Upconverting nanoparticles as primary thermometers and power sensors
Joana Costa Martins, Artiom Skripka, Carlos D. S. Brites, Antonio Benayas, Rute A. S. Ferreira, Fiorenzo Vetrone, Luís D. Carlos
Abstract
Luminescence thermometry is a spectroscopic technique for remote temperature detection based on the thermal dependence of the luminescence of phosphors, presenting numerous applications ranging from biosciences to engineering. In this work, we use the Er 3+ emission of the NaGdF 4 /NaGdF 4 :Yb 3+ ,Er 3+ /NaGdF 4 upconverting nanoparticles upon 980 nm laser excitation to determine simultaneously the absolute temperature and the excitation power density.
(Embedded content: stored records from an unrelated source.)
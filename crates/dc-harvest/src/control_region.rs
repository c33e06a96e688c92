//! Control-region normalization.
//!
//! Control regions only constrain normalizations, so every control-region bin
//! is reduced to a single counting bin, and its observed data is replaced by
//! the background expectation (an Asimov dataset).

use dc_core::filter::{bin_name, channel, control_region};
use dc_core::{Error, Model, PredicateExt, Result};

/// What the normalizer touched.
#[derive(Debug, Clone, Default, PartialEq)]
pub struct ControlRegionReport {
    /// Control-region bins whose observation was replaced.
    pub asimov_bins: Vec<String>,
    /// Number of shapes collapsed to a single bin.
    pub collapsed_shapes: usize,
}

/// Replace the observation of every control-region bin with the sum of its
/// background shapes.
pub fn replace_with_asimov(model: &mut Model) -> Result<Vec<String>> {
    let cr_bins: Vec<_> = model.bins().into_iter().filter(|b| b.is_control_region()).collect();

    let mut replaced = Vec::with_capacity(cr_bins.len());
    for bin in cr_bins {
        let asimov = model.background_shape(&bin)?.ok_or_else(|| {
            Error::MissingShape(format!("control region '{}' has no background shapes", bin.name))
        })?;
        let mut found = false;
        let this_bin = channel([bin.channel.as_str()]).and(bin_name([bin.name.as_str()]));
        model.for_each_observation_mut(&this_bin, |o| {
            o.set_shape(asimov.clone(), true);
            found = true;
        });
        if !found {
            return Err(Error::Validation(format!(
                "control region '{}' has no observation",
                bin.name
            )));
        }
        log::debug!(
            "{}/{}: observation replaced by background sum {:.3}",
            bin.channel,
            bin.name,
            asimov.integral()
        );
        replaced.push(bin.name);
    }
    Ok(replaced)
}

/// Collapse every shape in control-region bins (processes, observations and
/// shape systematics) to one bin holding the full integral.
pub fn collapse_control_regions(model: &mut Model) -> usize {
    let cr = control_region();
    let mut n = 0usize;
    model.for_each_process_mut(&cr, |p| {
        if let Some(one) = p.shape().map(|s| s.to_single_bin()) {
            p.set_shape(one, true);
            n += 1;
        }
    });
    model.for_each_observation_mut(&cr, |o| {
        if let Some(one) = o.shape().map(|s| s.to_single_bin()) {
            o.set_shape(one, true);
            n += 1;
        }
    });
    model.for_each_systematic_mut(&cr, |s| {
        for shape in s.shapes_mut() {
            *shape = shape.to_single_bin();
            n += 1;
        }
    });
    n
}

/// Asimov replacement followed by single-bin collapse.
pub fn normalize_control_regions(model: &mut Model) -> Result<ControlRegionReport> {
    let asimov_bins = replace_with_asimov(model)?;
    let collapsed_shapes = collapse_control_regions(model);
    if !asimov_bins.is_empty() {
        log::info!(
            "normalized {} control regions ({} shapes collapsed)",
            asimov_bins.len(),
            collapsed_shapes
        );
    }
    Ok(ControlRegionReport { asimov_bins, collapsed_shapes })
}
The Er 3+ 2 H 11/2 → 4 I 15/2 and 4 S 3/2 → 4 I 15/2 emission bands, which are commonly used for thermometric purposes, overlap with the 2 H 9/2 → 4 I 13/2 emission band, which can lead to erroneous temperature readout. Applying the concept of luminescent primary thermometry to resolve the overlapping Er 3+ transitions, a dual nanosensor synchronously measuring the temperature and the delivered laser pump power is successfully realized holding promising applications in laser-supported thermal therapies.